L'Unione Sindacale di Base risponde all'ad di Arcelor Mittal, dopo la sua intervista a "Porta a Porta" di ieri sera

“Trasmissione su rete pubblica senza contraddittorio quella condotta da Bruno Vespa l'altra sera. Ospite a "Porta a Porta" l'amministratore delegato di Arcelor Mittal, che ha mentito spudoratamente di fronte a milioni di italiani”. Si apre con queste dure parole il comunicato di Franco Rizzo, coordinatore provinciale Usb, che lancia pesanti accuse a Lucia Morselli, ieri ospite su Rai Uno in seconda serata.

“In merito allo stabilimento tarantino - prosegue Rizzo - la Morselli ha parlato di impianti dotati di tecnologie avanzate. La verità è sotto i nostri occhi ogni giorno, con tutti i suoi effetti che si traducono in incidenti in diversi reparti. Lo stabilimento è vetusto e sta cadendo a pezzi. Anche questa intervista trasmessa dalla Rai è uno schiaffo a lavoratori e comunità. Ancora menzogne di fronte alle quali rispondiamo chiedendo ancora l'allontanamento della multinazionale”.

Intanto, a confermare l'assoluta mancanza di attenzione dell'azienda nei confronti dei dipendenti e della sicurezza degli stessi, Alessandro D'Amone, (Esecutivo Usb) e Vincenzo Mercurio (RLS Usb) denunciano la pressoché totale assenza di Dispositivi di Protezione Individuale: “Mancano tute, scarpe antinfortunistiche, occhiali e maschere antipolvere in tutti i reparti della fabbrica. Cosa altrettanto significativa è che l'acqua da bere viene letteralmente centellinata, con tanto di firma da parte di coloro che la ritirano e indicazione del numero di bottigliette; scarseggia anche la carta nei bagni. Ciò accade soprattutto nelle zone maggiormente frequentate da lavoratori, e quindi Acciaieria 2 Colate Continue, Altoforni, Agglomerati e Cokerie”.
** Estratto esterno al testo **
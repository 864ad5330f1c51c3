use crate::model::{Item, LifecycleState};

/// Assign state-dependent costs, rounded to whole currency units.
///
/// | state    | new cost          | removal cost               |
/// |----------|-------------------|----------------------------|
/// | added    | quantity × price  | 0                          |
/// | removed  | 0                 | quantity × price × factor  |
/// | retained | 0                 | 0                          |
/// | unknown  | 0                 | 0                          |
///
/// A missing quantity or price collapses to zero cost, never to a missing
/// cost: the table must stay summable.
pub fn apply_costs(items: &mut [Item], demolition_factor: f64) {
    for item in items {
        let gross = match (item.quantity, item.unit_price) {
            (Some(quantity), Some(price)) => quantity * price,
            _ => 0.0,
        };

        let (new_cost, removal_cost) = match item.state {
            LifecycleState::Added => (gross, 0.0),
            LifecycleState::Removed => (0.0, gross * demolition_factor),
            LifecycleState::Retained | LifecycleState::Unknown => (0.0, 0.0),
        };

        item.new_cost = new_cost.round();
        item.removal_cost = removal_cost.round();
        // One side is always zero, so summing after rounding is exact.
        item.total_cost = item.new_cost + item.removal_cost;
    }
}

#[cfg(test)]
mod tests {
    use super::*;
    use crate::model::{Category, Unit};

    fn item(state: LifecycleState, quantity: Option<f64>, price: Option<f64>) -> Item {
        Item {
            id: 1,
            category: Category::Conduits,
            family: "F".into(),
            type_name: "T".into(),
            size: "S".into(),
            system_name: None,
            system_category: None,
            state,
            quantity,
            unit: Unit::Meters,
            unit_price: price,
            price_found: price.is_some(),
            new_cost: 0.0,
            removal_cost: 0.0,
            total_cost: 0.0,
            corrected: false,
        }
    }

    #[test]
    fn added_gets_new_cost_only() {
        let mut items = vec![item(LifecycleState::Added, Some(10.0), Some(100_000.0))];
        apply_costs(&mut items, 0.25);
        assert_eq!(items[0].new_cost, 1_000_000.0);
        assert_eq!(items[0].removal_cost, 0.0);
        assert_eq!(items[0].total_cost, 1_000_000.0);
    }

    #[test]
    fn removed_gets_factored_removal_cost_only() {
        let mut items = vec![item(LifecycleState::Removed, Some(50.0), Some(100_000.0))];
        apply_costs(&mut items, 0.25);
        assert_eq!(items[0].new_cost, 0.0);
        assert_eq!(items[0].removal_cost, 1_250_000.0);
        assert_eq!(items[0].total_cost, 1_250_000.0);
    }

    #[test]
    fn retained_and_unknown_cost_nothing() {
        let mut items = vec![
            item(LifecycleState::Retained, Some(10.0), Some(100_000.0)),
            item(LifecycleState::Unknown, Some(10.0), Some(100_000.0)),
        ];
        apply_costs(&mut items, 0.25);
        for it in &items {
            assert_eq!(it.total_cost, 0.0);
        }
    }

    #[test]
    fn missing_operand_collapses_to_zero() {
        let mut items = vec![
            item(LifecycleState::Added, None, Some(100_000.0)),
            item(LifecycleState::Added, Some(10.0), None),
            item(LifecycleState::Removed, None, None),
        ];
        apply_costs(&mut items, 0.25);
        for it in &items {
            assert_eq!(it.total_cost, 0.0);
        }
    }

    #[test]
    fn costs_rounded_to_whole_currency() {
        let mut items = vec![item(LifecycleState::Removed, Some(3.0), Some(33.33))];
        apply_costs(&mut items, 0.25);
        // 3 × 33.33 × 0.25 = 24.9975
        assert_eq!(items[0].removal_cost, 25.0);
    }
}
“A questo si aggiunge - concludono D’Amone e Mercurio - l'atteggiamento di capiarea e capireparto che, di fronte alle mancanze sottolineate, “invitano” a ringraziare per il semplice fatto di essere ancora a lavoro e non in cassa integrazione. Un clima che stigmatizziamo in maniera decisa: non si può stare in silenzio e subire sotto la minaccia occupazionale”.